The Feast that we celebrate today brings a newness of understanding and a fresh and bold way to continue the path we have chosen all the way to Heaven. This virtual retreat that started on Ash Wednesday, culminating on Easter Sunday, is now being fully realized and planted in our hearts right as Pentecost looms with the promise of Jesus and the presence of the Holy Spirit: “When he had said this, as they were looking on, he was lifted up, and a cloud took him from their sight.” You see, this does not mark an end of the relationship Jesus has with us, the Church, but rather a new beginning and new way of how we relate to Him as He returns to the Father. We are the Body of Christ, and thus we have also ascended with Him in a very hopeful and powerful way. This must change how we look at our lives today, knowing that the greatest is still yet to come for all of us. Our very nature is in transition between Heaven and Earth, and it will be up to us to decide how we are to act while we live and move and have our being. That must involve praying for, waiting for, and living in the gifts of wisdom and knowledge. We must be witnesses!
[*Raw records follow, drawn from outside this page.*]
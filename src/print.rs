// Copyright 2023 Christian Jaeger <ch@christianjaeger.ch>. See the
// COPYRIGHT file at the top-level directory of this distribution.
//
// Licensed under the Apache License, Version 2.0 <LICENSE-APACHE or
// http://www.apache.org/licenses/LICENSE-2.0> or the MIT license
// <LICENSE-MIT or http://opensource.org/licenses/MIT>, at your
// option. This file may not be copied, modified, or distributed
// except according to those terms.

//! Writing values as edn text.

//! Each node is printed by the handler that the printer's
//! [Dispatch](../dispatch/struct.Dispatch.html) table resolves for
//! the node's type (see `Value::type_name`); collection handlers
//! recurse via `Emitter::print`. User types are added by declaring
//! them in the type graph and binding a handler to them or to one of
//! their ancestors.

use crate::chars::is_whitespace;
use crate::dispatch::{Dispatch, DispatchError, TypeGraph, TypeGraphBuilder};
use crate::number::format_double;
use crate::scan::char2name;
use crate::tags::format_instant;
use crate::value::{types, TypeName, Value};
use once_cell::sync::Lazy;
use std::fmt::Write as FmtWrite;
use std::fs::File;
use std::io::Write;
use std::path::Path;
use std::sync::Arc;
use thiserror::Error;

#[derive(Error, Debug)]
pub enum PrintError {
    #[error("no print handler for type {0}")]
    NoHandler(TypeName),
    #[error("print handler for {handler} got a {got} value")]
    UnexpectedValue { handler: &'static str, got: String },
    #[error("{0}")]
    Dispatch(DispatchError),
    #[error("formatting error")]
    Fmt(#[from] std::fmt::Error),
    #[error("IO error: {0}")]
    IO(#[from] std::io::Error),
}

pub type PrintFn =
    Arc<dyn Fn(&Value, &mut Emitter<'_>) -> Result<(), PrintError> + Send + Sync>;

/// The output side handed to print handlers. Tracks whether the last
/// thing written was an atom, so that the next atom is separated from
/// it by exactly one space, while delimiters are written as they are.
pub struct Emitter<'a> {
    out: &'a mut dyn FmtWrite,
    printer: &'a Printer,
    soft_space: bool,
}

impl<'a> Emitter<'a> {
    fn new(out: &'a mut dyn FmtWrite, printer: &'a Printer) -> Self {
        Emitter { out, printer, soft_space: false }
    }

    /// Write something that would fuse with a preceding atom, e.g. a
    /// number, symbol, string or tag.
    pub fn atom(&mut self, s: &str) -> Result<(), PrintError> {
        if self.soft_space {
            self.out.write_char(' ')?;
        }
        self.out.write_str(s)?;
        self.soft_space = true;
        Ok(())
    }

    /// Write an opening delimiter. `#{` needs separating from a
    /// preceding atom, the plain brackets don't.
    pub fn open(&mut self, s: &str) -> Result<(), PrintError> {
        if self.soft_space && s.starts_with('#') {
            self.out.write_char(' ')?;
        }
        self.out.write_str(s)?;
        self.soft_space = false;
        Ok(())
    }

    pub fn close(&mut self, s: &str) -> Result<(), PrintError> {
        self.out.write_str(s)?;
        self.soft_space = false;
        Ok(())
    }

    /// Print a child node through the dispatch table.
    pub fn print(&mut self, v: &Value) -> Result<(), PrintError> {
        let handler = self.printer.handler_for(v)?;
        handler(v, self)
    }
}

fn unexpected(handler: &'static str, got: &Value) -> PrintError {
    PrintError::UnexpectedValue {
        handler,
        got: got.type_name().map_or_else(|| "nil".into(), |t| t.to_string()),
    }
}

fn print_nil(_v: &Value, em: &mut Emitter<'_>) -> Result<(), PrintError> {
    em.atom("nil")
}

fn print_bool(v: &Value, em: &mut Emitter<'_>) -> Result<(), PrintError> {
    match v {
        Value::Bool(b) => em.atom(if *b { "true" } else { "false" }),
        _ => Err(unexpected(types::BOOLEAN, v))
    }
}

pub fn char_literal(c: char) -> String {
    let mut s = String::from("\\");
    if let Some(name) = char2name(c) {
        s.push_str(name);
    } else if c.is_control() || is_whitespace(c) {
        s.push_str(&format!("u{:04x}", c as u32));
    } else {
        s.push(c);
    }
    s
}

fn print_char(v: &Value, em: &mut Emitter<'_>) -> Result<(), PrintError> {
    match v {
        Value::Char(c) => em.atom(&char_literal(*c)),
        _ => Err(unexpected(types::CHARACTER, v))
    }
}

pub fn string_literal(s: &str) -> String {
    let mut out = String::with_capacity(s.len() + 2);
    out.push('"');
    for c in s.chars() {
        match c {
            '"' => out.push_str("\\\""),
            '\\' => out.push_str("\\\\"),
            '\n' => out.push_str("\\n"),
            '\t' => out.push_str("\\t"),
            '\r' => out.push_str("\\r"),
            '\x08' => out.push_str("\\b"),
            '\x0C' => out.push_str("\\f"),
            _ => out.push(c)
        }
    }
    out.push('"');
    out
}

// Bound to CharSequence; strings reach it via their ancestors.
fn print_string(v: &Value, em: &mut Emitter<'_>) -> Result<(), PrintError> {
    match v {
        Value::String(s) => em.atom(&string_literal(s)),
        _ => Err(unexpected(types::CHAR_SEQUENCE, v))
    }
}

fn print_symbol(v: &Value, em: &mut Emitter<'_>) -> Result<(), PrintError> {
    match v {
        Value::Symbol(s) => em.atom(&s.to_string()),
        _ => Err(unexpected(types::SYMBOL, v))
    }
}

fn print_keyword(v: &Value, em: &mut Emitter<'_>) -> Result<(), PrintError> {
    match v {
        Value::Keyword(k) => em.atom(&k.to_string()),
        _ => Err(unexpected(types::KEYWORD, v))
    }
}

fn print_long(v: &Value, em: &mut Emitter<'_>) -> Result<(), PrintError> {
    match v {
        Value::Integer(i) => em.atom(&i.to_string()),
        _ => Err(unexpected(types::LONG, v))
    }
}

fn print_big_integer(v: &Value, em: &mut Emitter<'_>) -> Result<(), PrintError> {
    match v {
        Value::BigInteger(n) => em.atom(&format!("{}N", n)),
        _ => Err(unexpected(types::BIG_INTEGER, v))
    }
}

fn print_double(v: &Value, em: &mut Emitter<'_>) -> Result<(), PrintError> {
    match v {
        Value::Double(d) => em.atom(&format_double(*d)),
        _ => Err(unexpected(types::DOUBLE, v))
    }
}

fn print_big_decimal(v: &Value, em: &mut Emitter<'_>) -> Result<(), PrintError> {
    match v {
        Value::Decimal(d) => em.atom(&format!("{}M", d)),
        _ => Err(unexpected(types::BIG_DECIMAL, v))
    }
}

fn print_seq<'v>(
    em: &mut Emitter<'_>,
    opening: &str,
    items: impl Iterator<Item = &'v Value>,
    closing: &str,
) -> Result<(), PrintError> {
    em.open(opening)?;
    for item in items {
        em.print(item)?;
    }
    em.close(closing)
}

fn print_list(v: &Value, em: &mut Emitter<'_>) -> Result<(), PrintError> {
    match v {
        Value::List(items) => print_seq(em, "(", items.iter(), ")"),
        _ => Err(unexpected(types::LIST, v))
    }
}

fn print_vector(v: &Value, em: &mut Emitter<'_>) -> Result<(), PrintError> {
    match v {
        Value::Vector(items) => print_seq(em, "[", items.iter(), "]"),
        _ => Err(unexpected(types::VECTOR, v))
    }
}

fn print_set(v: &Value, em: &mut Emitter<'_>) -> Result<(), PrintError> {
    match v {
        Value::Set(items) => print_seq(em, "#{", items.iter(), "}"),
        _ => Err(unexpected(types::SET, v))
    }
}

fn print_map(v: &Value, em: &mut Emitter<'_>) -> Result<(), PrintError> {
    match v {
        Value::Map(m) => {
            print_seq(em, "{", m.iter().flat_map(|(k, v)| [k, v]), "}")
        }
        _ => Err(unexpected(types::MAP, v))
    }
}

fn print_tagged(v: &Value, em: &mut Emitter<'_>) -> Result<(), PrintError> {
    match v {
        Value::Tagged(t) => {
            em.atom(&t.tag.to_string())?;
            em.print(&t.value)
        }
        _ => Err(unexpected(types::TAGGED_VALUE, v))
    }
}

fn print_uuid(v: &Value, em: &mut Emitter<'_>) -> Result<(), PrintError> {
    match v {
        Value::Uuid(u) => {
            em.atom("#uuid")?;
            em.atom(&string_literal(&u.hyphenated().to_string()))
        }
        _ => Err(unexpected(types::UUID, v))
    }
}

fn print_instant(v: &Value, em: &mut Emitter<'_>) -> Result<(), PrintError> {
    match v {
        Value::Inst(t) => {
            em.atom("#inst")?;
            em.atom(&string_literal(&format_instant(t)))
        }
        _ => Err(unexpected(types::INSTANT, v))
    }
}

/// The builtin node types and the interfaces they implement, rooted
/// in `Object`.
pub fn builtin_type_graph() -> TypeGraphBuilder<TypeName> {
    use types::*;
    let t = TypeName::from_static;
    let mut g = TypeGraph::builder(t(OBJECT));
    let decls: [(&'static str, &[&'static str]); 22] = [
        (BOOLEAN, &[]),
        (CHARACTER, &[]),
        (CHAR_SEQUENCE, &[]),
        (STRING, &[CHAR_SEQUENCE]),
        (NAMED, &[]),
        (SYMBOL, &[NAMED]),
        (KEYWORD, &[NAMED]),
        (NUMBER, &[]),
        (LONG, &[NUMBER]),
        (BIG_INTEGER, &[NUMBER]),
        (DOUBLE, &[NUMBER]),
        (BIG_DECIMAL, &[NUMBER]),
        (COLLECTION, &[]),
        (SEQUENTIAL, &[]),
        (RANDOM_ACCESS, &[]),
        (LIST, &[COLLECTION, SEQUENTIAL]),
        (VECTOR, &[COLLECTION, SEQUENTIAL, RANDOM_ACCESS]),
        (SET, &[COLLECTION]),
        (MAP, &[]),
        (TAGGED_VALUE, &[]),
        (UUID, &[]),
        (INSTANT, &[]),
    ];
    for (ty, parents) in decls {
        g.declare_mut(t(ty), parents.iter().copied().map(t).collect());
    }
    g
}

pub struct Printer {
    dispatch: Dispatch<TypeName, PrintFn>,
}

/// Starts out with the builtin types and handlers; consumed by
/// `build`.
pub struct PrinterBuilder {
    graph: TypeGraphBuilder<TypeName>,
    bindings: Vec<(TypeName, PrintFn)>,
    nil: PrintFn,
}

impl PrinterBuilder {
    pub fn new() -> Self {
        let builtin: [(&'static str, PrintFn); 16] = [
            (types::BOOLEAN, Arc::new(print_bool)),
            (types::CHARACTER, Arc::new(print_char)),
            (types::CHAR_SEQUENCE, Arc::new(print_string)),
            (types::SYMBOL, Arc::new(print_symbol)),
            (types::KEYWORD, Arc::new(print_keyword)),
            (types::LONG, Arc::new(print_long)),
            (types::BIG_INTEGER, Arc::new(print_big_integer)),
            (types::DOUBLE, Arc::new(print_double)),
            (types::BIG_DECIMAL, Arc::new(print_big_decimal)),
            (types::LIST, Arc::new(print_list)),
            (types::VECTOR, Arc::new(print_vector)),
            (types::SET, Arc::new(print_set)),
            (types::MAP, Arc::new(print_map)),
            (types::TAGGED_VALUE, Arc::new(print_tagged)),
            (types::UUID, Arc::new(print_uuid)),
            (types::INSTANT, Arc::new(print_instant)),
        ];
        let bindings = builtin.into_iter()
            .map(|(ty, h)| (TypeName::from_static(ty), h))
            .collect();
        PrinterBuilder {
            graph: builtin_type_graph(),
            bindings,
            nil: Arc::new(print_nil),
        }
    }

    /// Add (or redeclare) a type with its direct supertypes, in order
    /// of precedence.
    pub fn declare_type(mut self, ty: &str, parents: &[&str]) -> Self {
        self.graph.declare_mut(TypeName::new(ty),
                               parents.iter().map(|p| TypeName::new(p)).collect());
        self
    }

    /// Later bindings for the same type replace earlier ones.
    pub fn bind(
        mut self,
        ty: &str,
        handler: impl Fn(&Value, &mut Emitter<'_>) -> Result<(), PrintError> + Send + Sync + 'static
    ) -> Self {
        self.bindings.push((TypeName::new(ty), Arc::new(handler)));
        self
    }

    pub fn nil_handler(
        mut self,
        handler: impl Fn(&Value, &mut Emitter<'_>) -> Result<(), PrintError> + Send + Sync + 'static
    ) -> Self {
        self.nil = Arc::new(handler);
        self
    }

    pub fn build(self) -> Printer {
        let mut builder = Dispatch::builder(self.graph.build(), self.nil);
        for (ty, handler) in self.bindings {
            builder = builder.bind(ty, handler);
        }
        Printer { dispatch: builder.build() }
    }
}

impl Default for PrinterBuilder {
    fn default() -> Self {
        Self::new()
    }
}

impl Printer {
    pub fn builder() -> PrinterBuilder {
        PrinterBuilder::new()
    }

    pub fn dispatch(&self) -> &Dispatch<TypeName, PrintFn> {
        &self.dispatch
    }

    pub fn handler_for(&self, v: &Value) -> Result<PrintFn, PrintError> {
        let ty = v.type_name();
        match self.dispatch.lookup(ty.as_ref()).map_err(PrintError::Dispatch)? {
            Some(h) => Ok(h),
            None => {
                // lookup only answers None for a type, never for nil
                Err(PrintError::NoHandler(ty.unwrap_or_else(
                    || TypeName::from_static("nil"))))
            }
        }
    }

    pub fn print(&self, v: &Value, out: &mut dyn FmtWrite) -> Result<(), PrintError> {
        Emitter::new(out, self).print(v)
    }

    pub fn to_string(&self, v: &Value) -> Result<String, PrintError> {
        let mut s = String::new();
        self.print(v, &mut s)?;
        Ok(s)
    }
}

static DEFAULT_PRINTER: Lazy<Printer> = Lazy::new(|| Printer::builder().build());

pub fn default_printer() -> &'static Printer {
    &DEFAULT_PRINTER
}

pub fn print(printer: &Printer, v: &Value, out: &mut dyn FmtWrite)
             -> Result<(), PrintError> {
    printer.print(v, out)
}

impl Value {
    /// This value as edn text, via the default printer.
    pub fn to_edn(&self) -> Result<String, PrintError> {
        default_printer().to_string(self)
    }
}

/// Write each value followed by a newline, with an empty line between
/// values.
pub fn write_all_with<'t>(
    printer: &Printer,
    out: impl Write,
    vals: impl IntoIterator<Item = &'t Value>
) -> Result<(), PrintError> {
    let mut out = out; // for `File`
    let mut seen_item = false;
    for v in vals.into_iter() {
        let s = printer.to_string(v)?;
        write!(out, "{}{}\n", if seen_item {"\n"} else {""}, s)?;
        seen_item = true;
    }
    out.flush()?;
    Ok(())
}

pub fn write_all<'t>(
    out: impl Write,
    vals: impl IntoIterator<Item = &'t Value>
) -> Result<(), PrintError> {
    write_all_with(default_printer(), out, vals)
}

pub fn write_file<'t>(path: &Path, vals: impl IntoIterator<Item = &'t Value>)
                      -> Result<(), PrintError> {
    write_all(File::create(path)?, vals)
}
“We must show our Christian colors if we are to be true to Jesus Christ.” (C. S. Lewis) Perhaps the most awesome lesson to learn from today’s Feast is the fact that Jesus is, in fact, coming back just as He said He would. This certainly does NOT mean that we lie in wait, scared and anxious about the cataclysmic doomsday that is so popular in science-fiction and pop culture. Actually, the opposite is true: doesn’t it make more sense that if you knew someone you deeply loved was coming to see you, wouldn’t you be outside eager and happy to greet them, having prepared a lavish welcome with mind and heart ready and poised to hold and embrace and even shout with a song upon seeing them again? Absolutely! To be honest, it is not always easy to maintain such a joyful demeanor, especially when there are crises we must face and problems we must address. Sometimes we are allowed to hit rock bottom so we may clearly know that God is The Rock at the bottom. Discovering this mysterious truth, we then are set again to face whatever comes with the strength inside from Him, who is actually returning just as He left. Indeed, we could and should shout with the Second Reading today: “May the God of our Lord Jesus Christ, the Father of glory, give you a Spirit of wisdom and revelation resulting in knowledge of him.”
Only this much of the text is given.